** Opening Supplied records block **

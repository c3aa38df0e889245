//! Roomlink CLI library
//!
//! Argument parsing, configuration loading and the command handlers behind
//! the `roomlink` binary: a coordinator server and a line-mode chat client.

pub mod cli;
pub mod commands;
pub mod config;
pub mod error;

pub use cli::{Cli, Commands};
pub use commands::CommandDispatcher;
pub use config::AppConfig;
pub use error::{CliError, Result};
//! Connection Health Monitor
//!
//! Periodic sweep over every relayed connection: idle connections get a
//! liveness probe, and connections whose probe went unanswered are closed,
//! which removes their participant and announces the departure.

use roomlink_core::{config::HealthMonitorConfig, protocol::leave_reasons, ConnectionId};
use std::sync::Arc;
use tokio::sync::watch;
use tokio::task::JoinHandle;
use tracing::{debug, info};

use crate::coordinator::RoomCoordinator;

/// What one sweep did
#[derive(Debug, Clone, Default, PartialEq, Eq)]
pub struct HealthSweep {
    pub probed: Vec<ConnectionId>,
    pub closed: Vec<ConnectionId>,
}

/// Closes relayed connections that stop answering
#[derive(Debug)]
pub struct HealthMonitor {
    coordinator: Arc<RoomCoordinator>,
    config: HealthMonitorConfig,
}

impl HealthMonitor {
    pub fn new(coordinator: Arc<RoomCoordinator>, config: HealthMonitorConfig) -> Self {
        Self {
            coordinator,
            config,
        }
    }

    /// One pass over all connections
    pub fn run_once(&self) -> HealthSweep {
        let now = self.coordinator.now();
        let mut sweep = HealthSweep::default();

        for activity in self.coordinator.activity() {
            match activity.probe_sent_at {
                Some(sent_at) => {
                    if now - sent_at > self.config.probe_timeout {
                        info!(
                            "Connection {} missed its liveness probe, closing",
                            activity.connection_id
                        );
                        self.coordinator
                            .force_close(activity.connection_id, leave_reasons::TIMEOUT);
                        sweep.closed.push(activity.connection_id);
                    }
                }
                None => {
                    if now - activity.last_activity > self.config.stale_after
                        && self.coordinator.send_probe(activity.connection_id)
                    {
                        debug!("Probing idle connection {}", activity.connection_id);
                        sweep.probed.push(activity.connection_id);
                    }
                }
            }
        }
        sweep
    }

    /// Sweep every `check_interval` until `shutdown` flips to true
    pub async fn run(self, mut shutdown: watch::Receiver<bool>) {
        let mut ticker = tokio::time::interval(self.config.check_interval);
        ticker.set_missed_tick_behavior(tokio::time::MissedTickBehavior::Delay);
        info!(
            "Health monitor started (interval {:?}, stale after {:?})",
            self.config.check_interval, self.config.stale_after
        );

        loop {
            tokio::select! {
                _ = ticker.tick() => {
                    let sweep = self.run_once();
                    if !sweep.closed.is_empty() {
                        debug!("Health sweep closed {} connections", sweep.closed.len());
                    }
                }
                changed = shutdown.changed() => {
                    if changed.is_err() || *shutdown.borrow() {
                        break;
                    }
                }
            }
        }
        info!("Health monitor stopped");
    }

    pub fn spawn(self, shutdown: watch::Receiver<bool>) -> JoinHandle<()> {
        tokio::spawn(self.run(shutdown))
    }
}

** Closing Supplied records block **

### Problem description
Take the entries and copy them out exactly.

### Exercise answer
repository c3aa38df0e889245
//! Roomlink CLI library
//!
//! Argument parsing, configuration loading and the command handlers behind
//! the `roomlink` binary: a coordinator server and a line-mode chat client.

pub mod cli;
pub mod commands;
pub mod config;
pub mod error;

pub use cli::{Cli, Commands};
pub use commands::CommandDispatcher;
pub use config::AppConfig;
pub use error::{CliError, Result};
//! Connection Health Monitor
//!
//! Periodic sweep over every relayed connection: idle connections get a
//! liveness probe, and connections whose probe went unanswered are closed,
//! which removes their participant and announces the departure.

use roomlink_core::{config::HealthMonitorConfig, protocol::leave_reasons, ConnectionId};
use std::sync::Arc;
use tokio::sync::watch;
use tokio::task::JoinHandle;
use tracing::{debug, info};

use crate::coordinator::RoomCoordinator;

/// What one sweep did
#[derive(Debug, Clone, Default, PartialEq, Eq)]
pub struct HealthSweep {
    pub probed: Vec<ConnectionId>,
    pub closed: Vec<ConnectionId>,
}

/// Closes relayed connections that stop answering
#[derive(Debug)]
pub struct HealthMonitor {
    coordinator: Arc<RoomCoordinator>,
    config: HealthMonitorConfig,
}

impl HealthMonitor {
    pub fn new(coordinator: Arc<RoomCoordinator>, config: HealthMonitorConfig) -> Self {
        Self {
            coordinator,
            config,
        }
    }

    /// One pass over all connections
    pub fn run_once(&self) -> HealthSweep {
        let now = self.coordinator.now();
        let mut sweep = HealthSweep::default();

        for activity in self.coordinator.activity() {
            match activity.probe_sent_at {
                Some(sent_at) => {
                    if now - sent_at > self.config.probe_timeout {
                        info!(
                            "Connection {} missed its liveness probe, closing",
                            activity.connection_id
                        );
                        self.coordinator
                            .force_close(activity.connection_id, leave_reasons::TIMEOUT);
                        sweep.closed.push(activity.connection_id);
                    }
                }
                None => {
                    if now - activity.last_activity > self.config.stale_after
                        && self.coordinator.send_probe(activity.connection_id)
                    {
                        debug!("Probing idle connection {}", activity.connection_id);
                        sweep.probed.push(activity.connection_id);
                    }
                }
            }
        }
        sweep
    }

    /// Sweep every `check_interval` until `shutdown` flips to true
    pub async fn run(self, mut shutdown: watch::Receiver<bool>) {
        let mut ticker = tokio::time::interval(self.config.check_interval);
        ticker.set_missed_tick_behavior(tokio::time::MissedTickBehavior::Delay);
        info!(
            "Health monitor started (interval {:?}, stale after {:?})",
            self.config.check_interval, self.config.stale_after
        );

        loop {
            tokio::select! {
                _ = ticker.tick() => {
                    let sweep = self.run_once();
                    if !sweep.closed.is_empty() {
                        debug!("Health sweep closed {} connections", sweep.closed.len());
                    }
                }
                changed = shutdown.changed() => {
                    if changed.is_err() || *shutdown.borrow() {
                        break;
                    }
                }
            }
        }
        info!("Health monitor stopped");
    }

    pub fn spawn(self, shutdown: watch::Receiver<bool>) -> JoinHandle<()> {
        tokio::spawn(self.run(shutdown))
    }
}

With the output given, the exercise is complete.